The NY Times tells us that young female chimps play out a motherly role:
Young female chimpanzees like to play with sticks as if they were dolls, according to a new study in the journal Current Biology.
Although both juvenile male and female chimpanzees were seen playing with sticks in Kibale National Park in Uganda, females were more likely to cradle the sticks and treat them like infants.
Some chimps will even build little nests for the sticks.
It’s just days till Christmas, and many young girls around the world will be thrilled to find little dolls under the tree to play with.
But there’s new evidence that it’s not only human girls who enjoy playing with imaginary babies — young apes may be showing the same behavior.
A research paper published Tuesday has found what its authors say is the first-ever evidence that young female chimpanzees in the wild “play” with sticks as if they are dolls.
“We find that juveniles tend to carry sticks in a manner suggestive of rudimentary doll play,” they write in the current issue of Current Biology. “And, as in children and captive monkeys, this behavior is more common in females than in males.”
Get it? Being a mother is natural for female primates and the chimps show that. So give up already on dolls for boys, unless they are soldier dolls or police and fireman dolls and other manly dolls like that. From the press release:
The two researchers say their work adds to a growing body of evidence that human children are probably born with their own ideas of how they want to behave, rather than simply mirroring other girls who play with dolls and boys who play with trucks. Doll play among humans could have its origins in object-carrying by earlier apes, they say, suggesting that toy selection is probably not due entirely to socialization.
Here is the problem, however. first of all, one and only one colony of chimps has been observed manifesting this behavior, according to the press release. Secondly:
“We have seen juveniles occasionally carrying sticks for many years, and because they sometimes treated them rather like dolls, we wanted to know if in general this behavior tended to represent something like playing with dolls,” says Wrangham, the Ruth Moore Professor of Biological Anthropology at Harvard. “If the doll hypothesis was right we thought that females should carry sticks more than males do, and that the chimpanzees should stop carrying sticks when they had their first offspring. We have now watched enough young chimpanzees to test both points.”

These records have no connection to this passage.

//! Application state and core logic

use crate::config::RegistrationConfig;
use crate::document::{DocumentRenderer, TypstRenderer};
use crate::platform::SHORTCUT_MODIFIER;
use crate::state::{AppState, FieldEdit, FieldKind, PendingAction, Step};
use crate::submission::{SubmissionClientTrait, SubmissionPayload, WebhookClient};
use anyhow::Result;
use crossterm::event::{KeyCode, KeyEvent, KeyModifiers, MouseEvent, MouseEventKind};

/// Main application struct
pub struct App {
    /// Current application state
    pub state: AppState,
    config: RegistrationConfig,
    client: Box<dyn SubmissionClientTrait>,
    renderer: Box<dyn DocumentRenderer>,
    /// Whether the app should quit
    quit: bool,
}

impl App {
    /// Create a new App wired to the configured webhook and Typst binary
    pub fn new(config: RegistrationConfig) -> Result<Self> {
        let client = WebhookClient::new(config.webhook_url())?;
        let renderer = TypstRenderer::new(config.typst_binary());
        tracing::info!(webhook = %client.url(), "registration wizard ready");
        Ok(Self::with_services(
            config,
            Box::new(client),
            Box::new(renderer),
        ))
    }

    pub fn with_services(
        config: RegistrationConfig,
        client: Box<dyn SubmissionClientTrait>,
        renderer: Box<dyn DocumentRenderer>,
    ) -> Self {
        Self {
            state: AppState::new(),
            config,
            client,
            renderer,
            quit: false,
        }
    }

    /// Check if app should quit
    pub fn should_quit(&self) -> bool {
        self.quit
    }

    /// Push an error message to the error queue for display
    pub fn push_error(&mut self, message: impl Into<String>) {
        self.state.push_error(message);
    }

    /// Whether the event loop has work to run before reading more input
    pub fn has_pending(&self) -> bool {
        self.state.pending.is_some()
    }

    /// Handle keyboard input
    pub fn handle_key(&mut self, key: KeyEvent) {
        if key.code == KeyCode::Char('c') && key.modifiers.contains(KeyModifiers::CONTROL) {
            self.quit = true;
            return;
        }

        // Handle error dialog dismissal first (modal)
        if self.state.has_errors() {
            if matches!(key.code, KeyCode::Enter | KeyCode::Esc) {
                self.state.dismiss_error();
            }
            return;
        }

        // Nothing is editable while a submission is in flight
        if self.state.wizard.is_submitting() {
            return;
        }

        if key.modifiers.contains(SHORTCUT_MODIFIER) || key.modifiers.contains(KeyModifiers::CONTROL)
        {
            self.handle_shortcut(key);
            return;
        }

        if key.modifiers.contains(KeyModifiers::ALT) {
            if let KeyCode::Char(c) = key.code {
                if let Some(n) = c.to_digit(10) {
                    self.state.go_to_step(n as usize);
                }
            }
            return;
        }

        let kind = self.state.active_field_id().map(|f| f.kind());
        match key.code {
            KeyCode::Tab | KeyCode::Down => self.state.next_field(),
            KeyCode::BackTab | KeyCode::Up => self.state.prev_field(),
            KeyCode::PageDown => self.state.next_step(),
            KeyCode::PageUp => self.state.prev_step(),
            KeyCode::Esc => self.state.status_message = None,
            KeyCode::Left => self.edit(FieldEdit::Cycle { forward: false }),
            KeyCode::Right => self.edit(FieldEdit::Cycle { forward: true }),
            KeyCode::Backspace => self.edit(FieldEdit::Backspace),
            KeyCode::Delete => self.edit(FieldEdit::Clear),
            KeyCode::Enter => match kind {
                // Single-line inputs advance like a form would
                Some(k) if k.accepts_text() && k != FieldKind::Multiline => {
                    self.state.next_field()
                }
                _ => self.edit(FieldEdit::Activate),
            },
            KeyCode::Char(' ')
                if matches!(
                    kind,
                    Some(FieldKind::Toggle | FieldKind::Action | FieldKind::Choice)
                ) =>
            {
                self.edit(FieldEdit::Activate)
            }
            KeyCode::Char(c) => self.edit(FieldEdit::Insert(c)),
            _ => {}
        }
    }

    /// Handle mouse input. The wheel moves the field focus, or scrolls the
    /// summary on the review step.
    pub fn handle_mouse(&mut self, mouse: MouseEvent) {
        if self.state.has_errors() || self.state.wizard.is_submitting() {
            return;
        }
        let on_review = self.state.wizard.step() == Step::Review;
        match mouse.kind {
            MouseEventKind::ScrollDown if on_review => self.state.scroll_review(true),
            MouseEventKind::ScrollUp if on_review => self.state.scroll_review(false),
            MouseEventKind::ScrollDown => self.state.next_field(),
            MouseEventKind::ScrollUp => self.state.prev_field(),
            _ => {}
        }
    }

    fn handle_shortcut(&mut self, key: KeyEvent) {
        match key.code {
            KeyCode::Char('s') => self.state.pending = Some(PendingAction::SaveDocument),
            KeyCode::Char('n') => self.state.next_step(),
            KeyCode::Char('b') => self.state.prev_step(),
            KeyCode::Char('u') => self.edit(FieldEdit::Clear),
            _ => {}
        }
    }

    fn edit(&mut self, edit: FieldEdit) {
        self.state.edit_active_field(edit);
    }

    /// Run work queued by the last key press
    pub async fn process_pending(&mut self) {
        match self.state.pending.take() {
            Some(PendingAction::SaveDocument) => self.save_document().await,
            Some(PendingAction::Submit) => self.submit().await,
            None => {}
        }
    }

    /// Render the summary PDF into the output directory
    async fn save_document(&mut self) {
        let output_dir = self.config.output_dir();
        let saved = self
            .renderer
            .render(self.state.wizard.form())
            .await
            .and_then(|doc| doc.save_to(&output_dir));
        match saved {
            Ok(path) => {
                tracing::info!(path = %path.display(), "saved registration document");
                self.state
                    .set_status(format!("Saved PDF to {}", path.display()));
            }
            Err(e) => {
                tracing::error!(error = %e, "failed to save registration document");
                self.push_error(format!("Failed to save PDF: {e}"));
            }
        }
    }

    /// Render the PDF and POST everything to the webhook, once
    async fn submit(&mut self) {
        let form = self.state.wizard.form();
        let payload = SubmissionPayload::from_form(form);
        let rendered = self.renderer.render(form).await;

        let document = match rendered {
            Ok(doc) => {
                if let Err(e) = doc.save_to(&self.config.output_dir()) {
                    tracing::warn!(error = %e, "could not keep a local copy of the PDF");
                }
                Some(doc)
            }
            Err(e) => {
                tracing::warn!(error = %e, "submitting without the registration document");
                self.state
                    .set_status(format!("PDF not attached: {e}"));
                None
            }
        };

        let result = self.client.submit(payload, document).await;
        self.state.wizard.end_submit();

        match result {
            Ok(()) => {
                self.state.reset();
                self.state
                    .set_status("Registration submitted successfully! / பதிவு சமர்ப்பிக்கப்பட்டது");
            }
            Err(e) => {
                tracing::error!(error = %e, "registration submission failed");
                self.push_error(format!(
                    "Submission failed: {e}\nYour answers are kept. Try submitting again."
                ));
            }
        }
    }
}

But one person’s inference to the best explanation (which is what this quote may illustrate) is another’s fallacy of affirming the consequent. To get the first and better label, we’d need to have some reason for thinking that it employs the best explanation or at least a very good one. But does it?
Well, many feminists have argued that research like this simply borrows models from human behavior and then finds them (surprise!) in untutored nature. But maybe there are quite different explanations. We know that animals can copy one another. (Anyone who dealt with the blue tit coordinated assault on bottle tops in England had evidence that birds can copy one another, and this can easily occur in social animals. Blue tits are not born with bottle top lust.) On the face of it, the stick carrying behavior has caught on in a group of female chimps.
For the behavior to catch on, there almost certainly has to be some reward. It could be an inherited tic of some sort, but let’s suppose it is the result of copying rewarding behavior. What would the reward be?
NPR talked to a primatologist at Emory University who advances an alternative explanation for different choices in young chimps and human children; it may be just a difference in energy conservation, with males more willing to expend energy in play:
Another primate researcher, Kim Wallen at Emory University in Atlanta, would like to see more evidence. For instance, Wrangham’s study includes a picture showing a young female chimp carrying a stick. Is she really cradling it like a baby?
A 9-year-old female chimp carries a stick, seen just below her left arm.
“This doesn’t happen to look like that to me,” Wallen says. “This looks like pausing to reconnoiter before shuffling off into the woods.”
As for whether that difference comes from biology or culture, Wallen prefers to say that biology produces a bias, which is channeled by experience.
“For example, the bias could be something as simple as increased energy expenditure in males and less energy expenditure in females,” he says.
But environment — and culture — could channel that difference in energy toward specific ways to play. And so we get trucks for boys and dolls for girls. Maybe, even, among chimpanzees.